These and other antics often earned a sideways look or a tired shake of the head, but they never landed me anywhere near expulsion.  They were just innocent pranks, really.  My ticket to freedom would require something altogether more ridiculous -- I would have to wax rhapsodic about masturbation and the devil.

Anyway, here's the paper:




Adam Spieman
Hr 7
Comp 11

Life, as I perceive it, is naught but a jumble of apparently meaningless experiences that, when pieced together as a whole upon the termination of any particular example thereof, can be interpreted as an ocean of endless possibilities, or as an endless ocean lacking every possibility.  For some, the waves of single experiences form currents of growing thought and enlightenment, and the currents circle the world of the Self and formulate the equation of life's ideal.  Others become lost behind the wakes of giant, thought-compressing ships, such as organized religion, politics, or mental illness.  Personally, I would like to think that I am one of the former -- that my mind is open and, as I proceed through life, I learn from the scenes before me without bias or indifference -- that I am willing to accept the far-fetched idea and able to question the popular opinion -- that my only goal in life is to understand that which I live.

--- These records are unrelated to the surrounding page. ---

#[cfg(test)]
mod tests {
    use super::*;
    use crate::plan::{Block, Day};

    fn ex(name: &str, sets: u32) -> Exercise {
        Exercise::new(name, sets, "8")
    }

    fn one_block_plan(exercises: Vec<Exercise>) -> Plan {
        Plan::new(vec![Day::new("Day 1", vec![Block::new("Main", exercises)])])
    }

    fn names(plan: &Plan, day: usize, block: usize) -> Vec<String> {
        plan.days[day].blocks[block]
            .exercises
            .iter()
            .map(|e| e.name.clone())
            .collect()
    }

    #[test]
    fn test_empty_batch_is_identity() {
        let plan = one_block_plan(vec![ex("A", 3), ex("B", 3)]);
        let outcome = apply_edits(&plan, &[]);
        assert_eq!(outcome.plan, plan);
        assert_eq!(outcome.applied, 0);
        assert!(outcome.is_clean());
    }

    #[test]
    fn test_tune_sets_changes_only_sets() {
        let plan = one_block_plan(vec![ex("Back Squat", 5)]);
        let edits = [Edit::tune_sets(ExerciseRef::new(0, 0, 0), 3, "time")];
        let outcome = apply_edits(&plan, &edits);

        let mut expected = plan.clone();
        expected.days[0].blocks[0].exercises[0].sets = 3;
        assert_eq!(outcome.plan, expected);
        // input untouched
        assert_eq!(plan.days[0].blocks[0].exercises[0].sets, 5);
    }

    #[test]
    fn test_remove_then_tune_shifts_index() {
        let plan = one_block_plan(vec![ex("A", 3), ex("B", 3)]);
        let edits = [
            Edit::remove_exercise(ExerciseRef::new(0, 0, 0), "avoid"),
            Edit::tune_sets(ExerciseRef::new(0, 0, 1), 4, "volume"),
        ];
        let outcome = apply_edits(&plan, &edits);
        assert!(outcome.is_clean());
        assert_eq!(names(&outcome.plan, 0, 0), vec!["B"]);
        assert_eq!(outcome.plan.days[0].blocks[0].exercises[0].sets, 4);
    }

    #[test]
    fn test_edit_on_removed_exercise_is_stale() {
        let plan = one_block_plan(vec![ex("A", 3), ex("B", 3)]);
        let edits = [
            Edit::remove_exercise(ExerciseRef::new(0, 0, 0), "avoid"),
            Edit::tune_sets(ExerciseRef::new(0, 0, 0), 2, "time"),
        ];
        let outcome = apply_edits(&plan, &edits);
        assert_eq!(outcome.applied, 1);
        assert_eq!(outcome.skipped.len(), 1);
        assert_eq!(outcome.skipped[0].index, 1);
        assert_eq!(
            outcome.skipped[0].error,
            EditError::StaleLocation {
                at: ExerciseRef::new(0, 0, 0)
            }
        );
        assert_eq!(names(&outcome.plan, 0, 0), vec!["B"]);
    }

    #[test]
    fn test_two_removals_in_one_block() {
        let plan = one_block_plan(vec![ex("A", 3), ex("B", 3), ex("C", 3), ex("D", 3)]);
        let edits = [
            Edit::remove_exercise(ExerciseRef::new(0, 0, 2), "x"),
            Edit::remove_exercise(ExerciseRef::new(0, 0, 0), "x"),
            Edit::replace_exercise(ExerciseRef::new(0, 0, 3), "D2", "x"),
        ];
        let outcome = apply_edits(&plan, &edits);
        assert!(outcome.is_clean());
        assert_eq!(names(&outcome.plan, 0, 0), vec!["B", "D2"]);
    }

    #[test]
    fn test_out_of_range_location_skipped() {
        let plan = one_block_plan(vec![ex("A", 3)]);
        let edits = [
            Edit::tune_sets(ExerciseRef::new(0, 0, 5), 2, "x"),
            Edit::tune_sets(ExerciseRef::new(0, 3, 0), 2, "x"),
            Edit::tune_sets(ExerciseRef::new(9, 0, 0), 2, "x"),
        ];
        let outcome = apply_edits(&plan, &edits);
        assert_eq!(outcome.applied, 0);
        assert!(outcome
            .skipped
            .iter()
            .all(|s| matches!(s.error, EditError::InvalidLocation(_))));
        assert_eq!(outcome.plan, plan);
    }

    #[test]
    fn test_invalid_payloads_rejected() {
        let plan = one_block_plan(vec![ex("A", 3)]);
        let at = ExerciseRef::new(0, 0, 0);
        let edits = [
            Edit::tune_sets(at, 0, "x"),
            Edit::add_rest(at, -30, "x"),
            Edit::tune_reps(at, "  ", "x"),
            Edit::add_exercise(BlockRef { day: 0, block: 0 }, ex("Zero", 0), "x"),
        ];
        let outcome = apply_edits(&plan, &edits);
        assert_eq!(outcome.skipped.len(), 4);
        assert!(outcome
            .skipped
            .iter()
            .all(|s| s.error.code() == "invalid_payload"));
        assert_eq!(outcome.plan, plan);
    }

    #[test]
    fn test_add_exercise_appends_and_is_addressable() {
        let plan = one_block_plan(vec![ex("A", 3)]);
        let edits = [
            Edit::add_exercise(BlockRef { day: 0, block: 0 }, ex("Row", 3), "balance"),
            Edit::add_rest(ExerciseRef::new(0, 0, 1), 60, "rest"),
        ];
        let outcome = apply_edits(&plan, &edits);
        assert!(outcome.is_clean());
        let added = &outcome.plan.days[0].blocks[0].exercises[1];
        assert_eq!(added.name, "Row");
        assert_eq!(added.rest_seconds, Some(60));
    }

    #[test]
    fn test_reorder_days_permutes() {
        let plan = Plan::new(vec![
            Day::new("Mon", vec![Block::new("Main", vec![ex("A", 3)])]),
            Day::new("Wed", vec![Block::new("Main", vec![ex("B", 3)])]),
            Day::new("Fri", vec![Block::new("Main", vec![ex("C", 3)])]),
        ]);
        let outcome = apply_edits(&plan, &[Edit::reorder_days(vec![2, 0, 1], "spacing")]);
        assert!(outcome.is_clean());
        let order: Vec<&str> = outcome.plan.days.iter().map(|d| d.name.as_str()).collect();
        assert_eq!(order, vec!["Fri", "Mon", "Wed"]);
    }

    #[test]
    fn test_reorder_days_rejects_non_bijection() {
        let plan = Plan::new(vec![
            Day::new("Mon", vec![]),
            Day::new("Wed", vec![]),
        ]);
        for order in [vec![0, 0], vec![0], vec![0, 1, 2], vec![1, 5]] {
            let outcome = apply_edits(&plan, &[Edit::reorder_days(order, "x")]);
            assert_eq!(outcome.skipped.len(), 1);
            assert_eq!(outcome.skipped[0].error.code(), "not_a_bijection");
            assert_eq!(outcome.plan, plan);
        }
    }

    #[test]
    fn test_removal_ledger_follows_reorder() {
        let plan = Plan::new(vec![
            Day::new("Mon", vec![Block::new("Main", vec![ex("A", 3), ex("B", 3)])]),
            Day::new("Wed", vec![Block::new("Main", vec![ex("C", 3)])]),
        ]);
        let edits = [
            Edit::remove_exercise(ExerciseRef::new(0, 0, 0), "x"),
            Edit::reorder_days(vec![1, 0], "x"),
            // Mon is now day 1; original index 1 (B) shifts to 0
            Edit::tune_sets(ExerciseRef::new(1, 0, 1), 5, "x"),
            Edit::tune_sets(ExerciseRef::new(1, 0, 0), 5, "x"),
        ];
        let outcome = apply_edits(&plan, &edits);
        assert_eq!(outcome.applied, 3);
        assert_eq!(outcome.skipped[0].index, 3);
        assert_eq!(outcome.skipped[0].error.code(), "stale_location");
        assert_eq!(outcome.plan.days[1].blocks[0].exercises[0].name, "B");
        assert_eq!(outcome.plan.days[1].blocks[0].exercises[0].sets, 5);
    }

    #[test]
    fn test_add_note_targets() {
        let plan = one_block_plan(vec![ex("A", 3)]);
        let edits = [
            Edit::add_note(NoteTarget::Plan, "deload every 4th week", "x"),
            Edit::add_note(NoteTarget::Day(0), "keep it light", "x"),
            Edit::add_note(NoteTarget::Exercise(ExerciseRef::new(0, 0, 0)), "tempo", "x"),
            Edit::add_note(NoteTarget::Exercise(ExerciseRef::new(0, 0, 0)), "belt", "x"),
        ];
        let outcome = apply_edits(&plan, &edits);
        assert!(outcome.is_clean());
        assert_eq!(outcome.plan.notes, vec!["deload every 4th week"]);
        assert_eq!(outcome.plan.days[0].focus.as_deref(), Some("keep it light"));
        assert_eq!(
            outcome.plan.days[0].blocks[0].exercises[0].notes.as_deref(),
            Some("tempo | belt")
        );
    }

    #[test]
    fn test_apply_substitutions_skips_echoes() {
        let plan = one_block_plan(vec![ex("Bulgarian Split Squat", 3), ex("Row", 3)]);
        let subs = vec![
            SubstitutionSuggestion {
                day: 0,
                block: 0,
                exercise: 0,
                original: "Bulgarian Split Squat".into(),
                best: Some("Hip Thrust".into()),
                candidates: vec!["Hip Thrust".into()],
                rationale: Some("knee friendly".into()),
            },
            SubstitutionSuggestion {
                day: 0,
                block: 0,
                exercise: 1,
                original: "Row".into(),
                best: Some("Row".into()),
                candidates: vec![],
                rationale: None,
            },
        ];
        let outcome = apply_substitutions(&plan, &subs);
        assert_eq!(outcome.applied, 1);
        assert_eq!(names(&outcome.plan, 0, 0), vec!["Hip Thrust", "Row"]);
    }
}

I am currently seventeen.  I am young and ignorant of many things (the most hindering of which is my own ignorance).  Presently, I am completing the junior year of my high school career in Sauk Rapids, MN; and I would like to take this opportunity to inform the reader that public schooling is a sham.  I have learned nothing within the walls of that school; all that I have learned I have learned in spite of that school.

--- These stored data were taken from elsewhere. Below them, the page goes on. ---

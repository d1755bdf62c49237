//! Session key lookup for management API calls.

use webutil_host::{
    resolve_session_key, ApiClient, ApiTransport, SettingsBackend, ACCESS_TOKEN_KEY,
    SESSION_KEY_COOKIE,
};

use crate::{cookies, LocalStorageBackend};

/// Returns the session key from the stored access token, or from the server's session cookie.
///
/// Storage and cookie failures count as "no key".
pub fn session_key() -> Option<String> {
    let stored = match LocalStorageBackend.get(ACCESS_TOKEN_KEY) {
        Ok(value) => value,
        Err(err) => {
            tracing::debug!(%err, "access token unavailable");
            None
        }
    };
    let cookie = cookies::read_cookie(SESSION_KEY_COOKIE, None).unwrap_or_else(|err| {
        tracing::debug!(%err, "session cookie unavailable");
        None
    });
    resolve_session_key(stored, cookie)
}

/// Builds an API client whose requests carry the browser's current session key.
pub fn api_client<T: ApiTransport>(transport: T) -> ApiClient<T> {
    ApiClient::new(transport).with_session_key(session_key)
}

#[cfg(test)]
mod tests {
    use futures::executor::block_on;
    use serde_json::Value;
    use webutil_host::{ApiFuture, ApiRequest};

    use super::*;

    struct EchoTransport;

    impl ApiTransport for EchoTransport {
        fn send<'a>(&'a self, request: ApiRequest) -> ApiFuture<'a, Result<Value, String>> {
            Box::pin(async move {
                Ok(Value::from(request.param(SESSION_KEY_COOKIE).map(str::to_string)))
            })
        }
    }

    #[cfg(not(target_arch = "wasm32"))]
    #[test]
    fn non_wasm_has_no_session_key() {
        assert_eq!(session_key(), None);
        let client = api_client(EchoTransport);
        assert_eq!(client.session_key(), None);
        assert_eq!(
            block_on(client.call_api("listZones", &[])).expect("echo"),
            Value::Null
        );
    }
}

To turn to the topic originally assigned:

How have I changed over the past year?  How am I different?  It is hard for me, as myself, to observe these things, for I have no constant with which to compare the variable; I have no point of reference.  As a rule, I must change with myself; there is no part of me which is left behind.  When I change, it is impossible for me to recognize it soon afterwards, for I feel like I am still the same person I was, although I may not be.  Therefore, I must complete this assignment as someone who is not me -- someone with an outside perspective and hence a point of reference, the elements necessary for such observations as are herein required.  I must take on an alter-ego, a him who is not I.  I will call him now.

He answers thus:

Hello, my name is Mud.  Adam Spielman has called upon me to share with you the different ways in which he has changed over the course of this past year.  I will begin with him at the beginning:  He was a good boy, a well-groomed boy.  His friends liked him; he had no enemies.  Life was a happy, joyous field of magnolias for Adam Spielman -- an endless field of the purest of joy and unfiltered adoration for the simplest of pleasures.  He lived and he loved and he loved to live.  Breath filled his lungs and opportunity his hands.  And he read -- many books he read -- and he learned from what he read and was commencing his own ocean of thought and wonderment.  Yes, things were looking bright for Adam Spielman.

Enter:  [teacher's name removed]

Hate -- an unadulterated lust for death and destruction, an uncontrollable urge to kill -- rage -- rivers of flame, pools of knives -- fingers lacking flesh, body lacking soul.  That is the best I can portray the thoughts of Adam Spielman as [name removed] entered his life in the form of a composition teacher.  "Satan!" he cried, but no one would listen.  "That is no teacher of English!  Can you not tell demonic entities from high school staff members?  It is Satan, I tell you, Satan!"  Slowly and steadily Adam's outlook on life deteriorated from fields of magnolias to a pestilence of leeches and bullfrogs.  Day after day and vomit-inducing day, Adam was forced to endure the distorted words and foul teachings which poured forth from the leering mouth of Satan - the leering mouth of [name removed].  The ruthlessness of the beast -- of the machine -- battered Adam's happiness and slaughtered his innocence.  Yes, things were looking dark for Adam Spielman.

Enter: the brave new world of masturbation.

Then one day, amidst those terrible days above mentioned, Adam had an idea.  He liked his idea, and when he tried it out, he really like his idea.  Soon this was all he lived for; he forgot about [name removed] and her evil ways; he knew only the exquisite pleasure that resulted from the daily exercise of his new idea -- his brave new idea.  He never told his composition teacher of his idea, for fear that she might steal it from him.  And so he's been, from the birth of his idea to the present, masturbating constantly and neglecting his English homework.  Well, Adam Spielman, you're not back to even, but it's a start.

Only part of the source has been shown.